> _About this task_: For the data below, restate word for word only the lines from the line containing "which is clamped" through the line containing "Self::EaseInBack => t", both ends included.

> _Data for this task_:
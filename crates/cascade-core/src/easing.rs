//! Easing curves applied by tweens to their local progress.
//!
//! Curves are plain data so they can be written in scene files:
//!
//! ```toml
//! easing = { type = "ease_out_back" }
//! easing = { type = "cubic_bezier", x1 = 0.4, y1 = 0.0, x2 = 0.2, y2 = 1.0 }
//! easing = { type = "steps", count = 4, position = "end" }
//! ```
//!
//! ```
//! use cascade_core::easing::EasingFunction;
//!
//! let curve = EasingFunction::cubic_bezier(0.4, 0.0, 0.2, 1.0);
//! assert!(curve.evaluate(0.5) > 0.5);
//! ```

use serde::{Deserialize, Serialize};
use std::f32::consts::TAU;

/// Where the jumps of a stepped curve happen.
#[derive(Debug, Clone, Copy, PartialEq, Eq, Default, Serialize, Deserialize)]
#[serde(rename_all = "snake_case")]
pub enum StepPosition {
    /// First jump right at progress 0.
    Start,
    /// Last jump right at progress 1.
    #[default]
    End,
    Both,
    None,
}

/// Easing curve mapping progress in `[0, 1]` to an intensity.
///
/// Every curve returns exactly 0 at 0 and 1 at 1. Back and elastic curves
/// leave the unit range in between.
#[derive(Debug, Clone, Copy, PartialEq, Default, Serialize, Deserialize)]
#[serde(tag = "type", rename_all = "snake_case")]
pub enum EasingFunction {
    #[default]
    Linear,
    /// `cubic-bezier(0.25, 0.1, 0.25, 1.0)`
    Ease,
    /// `cubic-bezier(0.42, 0.0, 1.0, 1.0)`
    EaseIn,
    /// `cubic-bezier(0.0, 0.0, 0.58, 1.0)`
    EaseOut,
    /// `cubic-bezier(0.42, 0.0, 0.58, 1.0)`
    EaseInOut,
    EaseInBack,
    EaseOutBack,
    EaseOutElastic,
    EaseOutBounce,
    CubicBezier { x1: f32, y1: f32, x2: f32, y2: f32 },
    Steps {
        count: u32,
        #[serde(default)]
        position: StepPosition,
    },
}

/// Overshoot amount of the back curves.
const BACK_OVERSHOOT: f32 = 1.70158;

impl EasingFunction {
    /// Custom bezier curve. The x coordinates are clamped to `[0, 1]` so the
    /// curve stays a function of progress.
    pub fn cubic_bezier(x1: f32, y1: f32, x2: f32, y2: f32) -> Self {
        Self::CubicBezier {
            x1: x1.clamp(0.0, 1.0),
            y1,
            x2: x2.clamp(0.0, 1.0),
            y2,
        }
    }

    /// Stepped curve with at least one step.
    pub fn steps(count: u32, position: StepPosition) -> Self {
        Self::Steps {
            count: count.max(1),
            position,
        }
    }

    /// Control points of the bezier-based curves.
    fn control_points(&self) -> Option<[f32; 4]> {
        match *self {
            Self::Ease => Some([0.25, 0.1, 0.25, 1.0]),
            Self::EaseIn => Some([0.42, 0.0, 1.0, 1.0]),
            Self::EaseOut => Some([0.0, 0.0, 0.58, 1.0]),
            Self::EaseInOut => Some([0.42, 0.0, 0.58, 1.0]),
            Self::CubicBezier { x1, y1, x2, y2 } => {
                Some([x1.clamp(0.0, 1.0), y1, x2.clamp(0.0, 1.0), y2])
            }
            _ => None,
        }
    }

    /// Intensity at `progress`, which is clamped to `[0, 1]` first.
    pub fn evaluate(&self, progress: f32) -> f32 {
        let t = progress.clamp(0.0, 1.0);
        if t == 0.0 || t == 1.0 {
            return t;
        }

        if let Some([x1, y1, x2, y2]) = self.control_points() {
            return UnitBezier::new(x1, y1, x2, y2).solve(t);
        }

        match *self {
            Self::EaseInBack => t * t * ((BACK_OVERSHOOT + 1.0) * t - BACK_OVERSHOOT),
            Self::EaseOutBack => {
                let u = t - 1.0;
                1.0 + u * u * ((BACK_OVERSHOOT + 1.0) * u + BACK_OVERSHOOT)
            }
            Self::EaseOutElastic => {
                let decay = (-10.0 * t).exp2();
                decay * ((10.0 * t - 0.75) * TAU / 3.0).sin() + 1.0
            }
            Self::EaseOutBounce => bounce(t),
            Self::Steps { count, position } => stepped(count, position, t),
            _ => t,
        }
    }
}

/// Bezier from (0, 0) to (1, 1) in polynomial form.
struct UnitBezier {
    ax: f32,
    bx: f32,
    cx: f32,
    ay: f32,
    by: f32,
    cy: f32,
}

impl UnitBezier {
    fn new(x1: f32, y1: f32, x2: f32, y2: f32) -> Self {
        let cx = 3.0 * x1;
        let bx = 3.0 * (x2 - x1) - cx;
        let cy = 3.0 * y1;
        let by = 3.0 * (y2 - y1) - cy;
        Self {
            ax: 1.0 - cx - bx,
            bx,
            cx,
            ay: 1.0 - cy - by,
            by,
            cy,
        }
    }

    fn x(&self, s: f32) -> f32 {
        ((self.ax * s + self.bx) * s + self.cx) * s
    }

    fn y(&self, s: f32) -> f32 {
        ((self.ay * s + self.by) * s + self.cy) * s
    }

    fn dx(&self, s: f32) -> f32 {
        (3.0 * self.ax * s + 2.0 * self.bx) * s + self.cx
    }

    /// Curve parameter whose x equals `x`: Newton first, bisection when the
    /// slope is too flat to converge.
    fn param_for(&self, x: f32) -> f32 {
        const TOLERANCE: f32 = 1e-6;

        let mut s = x;
        for _ in 0..8 {
            let err = self.x(s) - x;
            if err.abs() < TOLERANCE {
                return s;
            }
            let slope = self.dx(s);
            if slope.abs() < TOLERANCE {
                break;
            }
            s -= err / slope;
        }

        let (mut lo, mut hi) = (0.0_f32, 1.0_f32);
        s = x;
        for _ in 0..32 {
            let err = self.x(s) - x;
            if err.abs() < TOLERANCE {
                break;
            }
            if err > 0.0 {
                hi = s;
            } else {
                lo = s;
            }
            s = 0.5 * (lo + hi);
        }
        s
    }

    fn solve(&self, x: f32) -> f32 {
        self.y(self.param_for(x))
    }
}

/// Four parabolic arcs, each peak lower than the last.
fn bounce(t: f32) -> f32 {
    const K: f32 = 7.5625;
    const SEGMENTS: [(f32, f32, f32); 3] = [
        (2.0 / 2.75, 1.5 / 2.75, 0.75),
        (2.5 / 2.75, 2.25 / 2.75, 0.9375),
        (f32::INFINITY, 2.625 / 2.75, 0.984375),
    ];

    if t < 1.0 / 2.75 {
        return K * t * t;
    }
    SEGMENTS
        .iter()
        .find(|(end, _, _)| t < *end)
        .map(|(_, center, floor)| {
            let d = t - center;
            K * d * d + floor
        })
        .unwrap_or(1.0)
}

fn stepped(count: u32, position: StepPosition, t: f32) -> f32 {
    let count = count.max(1);
    let jumps = match position {
        StepPosition::Start | StepPosition::End => count,
        StepPosition::Both => count + 1,
        StepPosition::None => count - 1,
    };
    if jumps == 0 {
        return t;
    }

    let mut step = (t * count as f32).floor();
    if matches!(position, StepPosition::Start | StepPosition::Both) {
        step += 1.0;
    }
    (step / jumps as f32).clamp(0.0, 1.0)
}

#[cfg(test)]
mod tests {
    use super::*;

    const EPSILON: f32 = 0.001;

    fn approx_eq(a: f32, b: f32) -> bool {
        (a - b).abs() < EPSILON
    }

    fn named() -> Vec<EasingFunction> {
        vec![
            EasingFunction::Linear,
            EasingFunction::Ease,
            EasingFunction::EaseIn,
            EasingFunction::EaseOut,
            EasingFunction::EaseInOut,
            EasingFunction::EaseInBack,
            EasingFunction::EaseOutBack,
            EasingFunction::EaseOutElastic,
            EasingFunction::EaseOutBounce,
            EasingFunction::steps(3, StepPosition::Start),
        ]
    }

    #[test]
    fn test_curves_pin_their_ends() {
        for curve in named() {
            assert_eq!(curve.evaluate(0.0), 0.0, "{curve:?}");
            assert_eq!(curve.evaluate(1.0), 1.0, "{curve:?}");
            assert_eq!(curve.evaluate(-3.0), 0.0, "{curve:?}");
            assert_eq!(curve.evaluate(7.0), 1.0, "{curve:?}");
        }
    }

    #[test]
    fn test_ease_in_out_is_point_symmetric() {
        let curve = EasingFunction::EaseInOut;
        assert!(approx_eq(curve.evaluate(0.5), 0.5));
        for t in [0.1, 0.3, 0.45] {
            assert!(approx_eq(curve.evaluate(t) + curve.evaluate(1.0 - t), 1.0));
        }
    }

    #[test]
    fn test_bezier_presets_bend_the_right_way() {
        assert!(EasingFunction::EaseIn.evaluate(0.3) < 0.3);
        assert!(EasingFunction::EaseOut.evaluate(0.3) > 0.3);
        assert!(EasingFunction::Ease.evaluate(0.5) > 0.5);
    }

    #[test]
    fn test_linear_bezier_is_identity() {
        let curve = EasingFunction::cubic_bezier(1.0 / 3.0, 1.0 / 3.0, 2.0 / 3.0, 2.0 / 3.0);
        for t in [0.1, 0.5, 0.9] {
            assert!(approx_eq(curve.evaluate(t), t));
        }
    }

    #[test]
    fn test_cubic_bezier_clamps_x() {
        assert_eq!(
            EasingFunction::cubic_bezier(-1.0, 0.5, 2.0, 0.5),
            EasingFunction::CubicBezier { x1: 0.0, y1: 0.5, x2: 1.0, y2: 0.5 }
        );
    }

    #[test]
    fn test_back_curves_overshoot() {
        assert!(EasingFunction::EaseInBack.evaluate(0.2) < 0.0);
        assert!(EasingFunction::EaseOutBack.evaluate(0.8) > 1.0);
    }

    #[test]
    fn test_bounce_is_bounded_and_continuous() {
        let mut previous = 0.0;
        for i in 1..=200 {
            let v = EasingFunction::EaseOutBounce.evaluate(i as f32 / 200.0);
            assert!((0.0..=1.0 + EPSILON).contains(&v));
            assert!((v - previous).abs() < 0.1);
            previous = v;
        }
    }

    #[test]
    fn test_steps_positions() {
        let end = EasingFunction::steps(4, StepPosition::End);
        assert_eq!(end.evaluate(0.2), 0.0);
        assert_eq!(end.evaluate(0.25), 0.25);
        assert_eq!(end.evaluate(0.99), 0.75);

        let start = EasingFunction::steps(4, StepPosition::Start);
        assert_eq!(start.evaluate(0.1), 0.25);

        let both = EasingFunction::steps(3, StepPosition::Both);
        assert_eq!(both.evaluate(0.1), 0.25);

        let none = EasingFunction::steps(3, StepPosition::None);
        assert_eq!(none.evaluate(0.1), 0.0);
        assert_eq!(none.evaluate(0.9), 1.0);
    }

    #[test]
    fn test_zero_steps_become_one() {
        assert_eq!(
            EasingFunction::steps(0, StepPosition::End),
            EasingFunction::Steps { count: 1, position: StepPosition::End }
        );
    }

    #[test]
    fn test_toml_forms() {
        #[derive(Deserialize)]
        struct Holder {
            easing: EasingFunction,
        }

        let parsed: Holder = toml::from_str(r#"easing = { type = "steps", count = 2 }"#).unwrap();
        assert_eq!(parsed.easing, EasingFunction::steps(2, StepPosition::End));

        let parsed: Holder = toml::from_str(
            r#"easing = { type = "cubic_bezier", x1 = 0.5, y1 = 0.0, x2 = 0.5, y2 = 1.0 }"#,
        )
        .unwrap();
        assert!(approx_eq(parsed.easing.evaluate(0.5), 0.5));
    }
}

> _Reply_:
    /// Intensity at `progress`, which is clamped to `[0, 1]` first.
    pub fn evaluate(&self, progress: f32) -> f32 {
        let t = progress.clamp(0.0, 1.0);
        if t == 0.0 || t == 1.0 {
            return t;
        }

        if let Some([x1, y1, x2, y2]) = self.control_points() {
            return UnitBezier::new(x1, y1, x2, y2).solve(t);
        }

        match *self {
            Self::EaseInBack => t * t * ((BACK_OVERSHOOT + 1.0) * t - BACK_OVERSHOOT),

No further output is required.